//! Late-spawn diagnostics for the privileged vehicle.
//!
//! When the privileged vehicle is overdue, the usual cause is a blocked
//! entry edge: it is loaded but cannot be inserted. Periodic reports of
//! the insertion backlog and the halting count on the entry edge make that
//! visible.

#[cfg(feature = "serde")]
use serde::{Deserialize, Serialize};
use tracing::{info, warn};

use crate::config::PriorityConfig;
use crate::telemetry::{TelemetrySnapshot, TelemetrySource};
use crate::VehicleId;

/// State of the network at one overdue check.
#[derive(Debug, Clone, PartialEq)]
#[cfg_attr(feature = "serde", derive(Serialize, Deserialize))]
pub struct SpawnReport {
    pub step: u64,
    pub sim_time: f64,
    pub on_road: usize,
    /// Loaded vehicles still waiting for insertion.
    pub pending: u32,
    /// Halted vehicles on the privileged vehicle's entry edge.
    pub entry_edge_halting: u32,
}

/// Watches for an overdue privileged vehicle.
#[derive(Debug, Clone)]
pub struct SpawnDiagnostics {
    privileged_id: VehicleId,
    expected_spawn_time: f64,
    entry_edge: String,
    every_steps: u64,
    seen: bool,
}

impl SpawnDiagnostics {
    pub fn new(privileged_id: impl Into<VehicleId>, entry_edge: impl Into<String>) -> Self {
        Self {
            privileged_id: privileged_id.into(),
            expected_spawn_time: 120.0,
            entry_edge: entry_edge.into(),
            every_steps: 10,
            seen: false,
        }
    }

    pub fn from_config(config: &PriorityConfig) -> Self {
        Self::new(&config.privileged_id, &config.entry_edge)
            .with_expected_spawn_time(config.expected_spawn_time)
    }

    pub fn with_expected_spawn_time(mut self, time: f64) -> Self {
        self.expected_spawn_time = time;
        self
    }

    /// Report every `steps` steps while overdue. 0 disables reporting.
    pub fn with_every_steps(mut self, steps: u64) -> Self {
        self.every_steps = steps;
        self
    }

    pub fn has_spawned(&self) -> bool {
        self.seen
    }

    /// Forgets the previous episode.
    pub fn reset(&mut self) {
        self.seen = false;
    }

    /// Checks one step. Returns a report if the privileged vehicle is
    /// overdue and a report is due on this step.
    ///
    /// Extra reads from `source` are limited to the backlog and the entry
    /// edge; if either fails the check is skipped for this step.
    pub fn inspect<S: TelemetrySource + ?Sized>(
        &mut self,
        step: u64,
        snapshot: &TelemetrySnapshot,
        source: &S,
    ) -> Option<SpawnReport> {
        if self.seen {
            return None;
        }
        if snapshot.contains(&self.privileged_id) {
            self.seen = true;
            info!(
                vehicle = %self.privileged_id,
                sim_time = snapshot.sim_time,
                "privileged vehicle spawned"
            );
            return None;
        }
        if snapshot.sim_time < self.expected_spawn_time
            || self.every_steps == 0
            || step % self.every_steps != 0
        {
            return None;
        }

        let pending = source.pending_vehicles();
        let halting = source.edge_halting_number(&self.entry_edge);
        let (pending, entry_edge_halting) = match (pending, halting) {
            (Ok(p), Ok(h)) => (p, h),
            (Err(err), _) | (_, Err(err)) => {
                warn!(step, error = %err, "spawn diagnostics unavailable");
                return None;
            }
        };

        let report = SpawnReport {
            step,
            sim_time: snapshot.sim_time,
            on_road: snapshot.vehicle_count(),
            pending,
            entry_edge_halting,
        };
        warn!(
            vehicle = %self.privileged_id,
            sim_time = report.sim_time,
            on_road = report.on_road,
            pending = report.pending,
            edge = %self.entry_edge,
            halting = report.entry_edge_halting,
            "privileged vehicle overdue"
        );
        Some(report)
    }
}
//! Errors raised while driving episodes and persisting their results.

use std::io;
use std::path::PathBuf;

use thiserror::Error;

use crate::simulator::SimulatorError;

/// Errors that abort an episode.
///
/// Telemetry failures never appear here: they are counted as gaps on the
/// outcome and the episode continues.
#[derive(Debug, Error, Clone, PartialEq, Eq)]
pub enum EpisodeError {
    #[error("Simulator reset failed: {0}")]
    Reset(#[source] SimulatorError),

    #[error("Simulator step {step} failed: {source}")]
    Step {
        step: u64,
        #[source]
        source: SimulatorError,
    },
}

/// Errors reading or writing the two-line result file.
#[derive(Debug, Error)]
pub enum ResultFileError {
    #[error("I/O error on {}: {source}", .path.display())]
    Io {
        path: PathBuf,
        #[source]
        source: io::Error,
    },

    #[error("Line {line} is not a number: {content:?}")]
    Malformed { line: usize, content: String },

    #[error("Result file has no line {line}")]
    Missing { line: usize },
}
//! Evaluates a fixed-time baseline and a random controller on a scripted
//! replay, writes both result files, and compares them.
//!
//! Run with `RUST_LOG=corridor=debug` to see per-step progress.

use anyhow::Context;
use corridor::control::{FixedTimePolicy, RandomPolicy};
use corridor::evaluation::{Comparison, EvaluationSummary};
use corridor::simulator::{ReplayFrame, ReplaySimulator, StepShape};
use corridor::telemetry::VehicleTelemetry;
use corridor::{EpisodeDriver, RunConfig};
use tracing_subscriber::EnvFilter;

const HERO: &str = "hero_ambulance";

/// One frame every 5 s. The ambulance is on the network from 30 s to 75 s
/// and stalls behind the queue at 40 s and 45 s.
fn scenario(stall_factor: f64) -> Vec<ReplayFrame> {
    (0..=24)
        .map(|i| {
            let t = i as f64 * 5.0;
            let queue = (i % 6) as f64 * stall_factor;
            let mut frame = ReplayFrame::new(t)
                .lanes(vec![queue * 2.0, queue])
                .halting("-E2", (i % 4) as u32);
            for v in 0..3 {
                let id = format!("flow_{}.{}", v, i / 4);
                let wait = queue + v as f64;
                frame = frame.vehicle(VehicleTelemetry::new(id, "passenger", 6.0, wait));
            }
            if (30.0..75.0).contains(&t) {
                let speed = if t == 40.0 || t == 45.0 { 0.2 } else { 9.0 };
                frame = frame.vehicle(VehicleTelemetry::new(HERO, "ambulance_type", speed, 0.0));
            }
            frame
        })
        .collect()
}

fn main() -> anyhow::Result<()> {
    let filter = EnvFilter::try_from_default_env().unwrap_or_else(|_| EnvFilter::new("info"));
    tracing_subscriber::fmt().with_env_filter(filter).init();

    let out_dir = std::env::temp_dir();

    let baseline_config = RunConfig::baseline();
    baseline_config.validate()?;
    let mut baseline = EpisodeDriver::from_config(
        ReplaySimulator::new(scenario(1.5)),
        FixedTimePolicy,
        &baseline_config,
    );
    let baseline_outcome = baseline.run_episode()?;
    baseline.close();
    let baseline_path = out_dir.join(&baseline_config.result_path);
    baseline_outcome
        .record()
        .write(&baseline_path)
        .context("writing baseline result")?;

    let agent_config = RunConfig::standard();
    agent_config.validate()?;
    let sim = ReplaySimulator::new(scenario(1.0))
        .with_shape(StepShape::Split)
        .with_reset_info();
    let mut agent = EpisodeDriver::from_config(sim, RandomPolicy::seeded(4, 42), &agent_config);
    let outcomes = agent.run_episodes(3)?;
    agent.close();

    let summary = EvaluationSummary::from_outcomes(&outcomes);
    println!("{summary}");

    let agent_path = out_dir.join(&agent_config.result_path);
    outcomes
        .last()
        .context("no agent episodes")?
        .record()
        .write(&agent_path)
        .context("writing agent result")?;

    let comparison = Comparison::from_files(&baseline_path, &agent_path)?;
    println!("{comparison}");
    Ok(())
}
//! Read-only query surface of a live simulator.

use std::fmt;

use crate::telemetry::TelemetryError;
use crate::VehicleId;

/// Lifecycle of a simulator connection.
#[derive(Debug, Clone, Copy, PartialEq, Eq, Hash)]
pub enum ConnectionState {
    /// Created but not yet reset.
    NotStarted,
    /// Reset and accepting steps.
    Running,
    /// Released; no further queries are answered.
    Closed,
}

impl fmt::Display for ConnectionState {
    fn fmt(&self, f: &mut fmt::Formatter<'_>) -> fmt::Result {
        match self {
            ConnectionState::NotStarted => write!(f, "not started"),
            ConnectionState::Running => write!(f, "running"),
            ConnectionState::Closed => write!(f, "closed"),
        }
    }
}

/// Queries answered by a running simulator.
///
/// Mirrors the subset of the simulator's control interface the harness
/// needs: vehicle listing, per-vehicle waiting time/speed/type, simulated
/// time, lane waiting time for the controlled signal, and edge halting
/// counts. None of these calls may change simulator state.
pub trait SimulatorConnection {
    fn state(&self) -> ConnectionState;

    /// Current simulated time in seconds.
    fn sim_time(&self) -> Result<f64, TelemetryError>;

    /// IDs of all vehicles currently on the network.
    fn vehicle_ids(&self) -> Result<Vec<VehicleId>, TelemetryError>;

    fn vehicle_waiting_time(&self, id: &str) -> Result<f64, TelemetryError>;

    fn vehicle_speed(&self, id: &str) -> Result<f64, TelemetryError>;

    fn vehicle_type(&self, id: &str) -> Result<String, TelemetryError>;

    /// Accumulated waiting time per lane controlled by the agent's signal.
    fn lane_accumulated_waits(&self) -> Result<Vec<f64>, TelemetryError>;

    fn edge_halting_number(&self, edge_id: &str) -> Result<u32, TelemetryError>;

    /// Vehicles on the network plus those still waiting to be inserted.
    fn min_expected_vehicles(&self) -> Result<u32, TelemetryError>;
}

Work item – Your task is to transcribe, with no changes, only the lines of the listing above that lie between the line holding "let sim = ReplaySimulator::new(scenario(1.0))" and the line holding "change simulator state.", inclusive.

Solved exercise –
    let sim = ReplaySimulator::new(scenario(1.0))
        .with_shape(StepShape::Split)
        .with_reset_info();
    let mut agent = EpisodeDriver::from_config(sim, RandomPolicy::seeded(4, 42), &agent_config);
    let outcomes = agent.run_episodes(3)?;
    agent.close();

    let summary = EvaluationSummary::from_outcomes(&outcomes);
    println!("{summary}");

    let agent_path = out_dir.join(&agent_config.result_path);
    outcomes
        .last()
        .context("no agent episodes")?
        .record()
        .write(&agent_path)
        .context("writing agent result")?;

    let comparison = Comparison::from_files(&baseline_path, &agent_path)?;
    println!("{comparison}");
    Ok(())
}
//! Read-only query surface of a live simulator.

use std::fmt;

use crate::telemetry::TelemetryError;
use crate::VehicleId;

/// Lifecycle of a simulator connection.
#[derive(Debug, Clone, Copy, PartialEq, Eq, Hash)]
pub enum ConnectionState {
    /// Created but not yet reset.
    NotStarted,
    /// Reset and accepting steps.
    Running,
    /// Released; no further queries are answered.
    Closed,
}

impl fmt::Display for ConnectionState {
    fn fmt(&self, f: &mut fmt::Formatter<'_>) -> fmt::Result {
        match self {
            ConnectionState::NotStarted => write!(f, "not started"),
            ConnectionState::Running => write!(f, "running"),
            ConnectionState::Closed => write!(f, "closed"),
        }
    }
}

/// Queries answered by a running simulator.
///
/// Mirrors the subset of the simulator's control interface the harness
/// needs: vehicle listing, per-vehicle waiting time/speed/type, simulated
/// time, lane waiting time for the controlled signal, and edge halting
/// counts. None of these calls may change simulator state.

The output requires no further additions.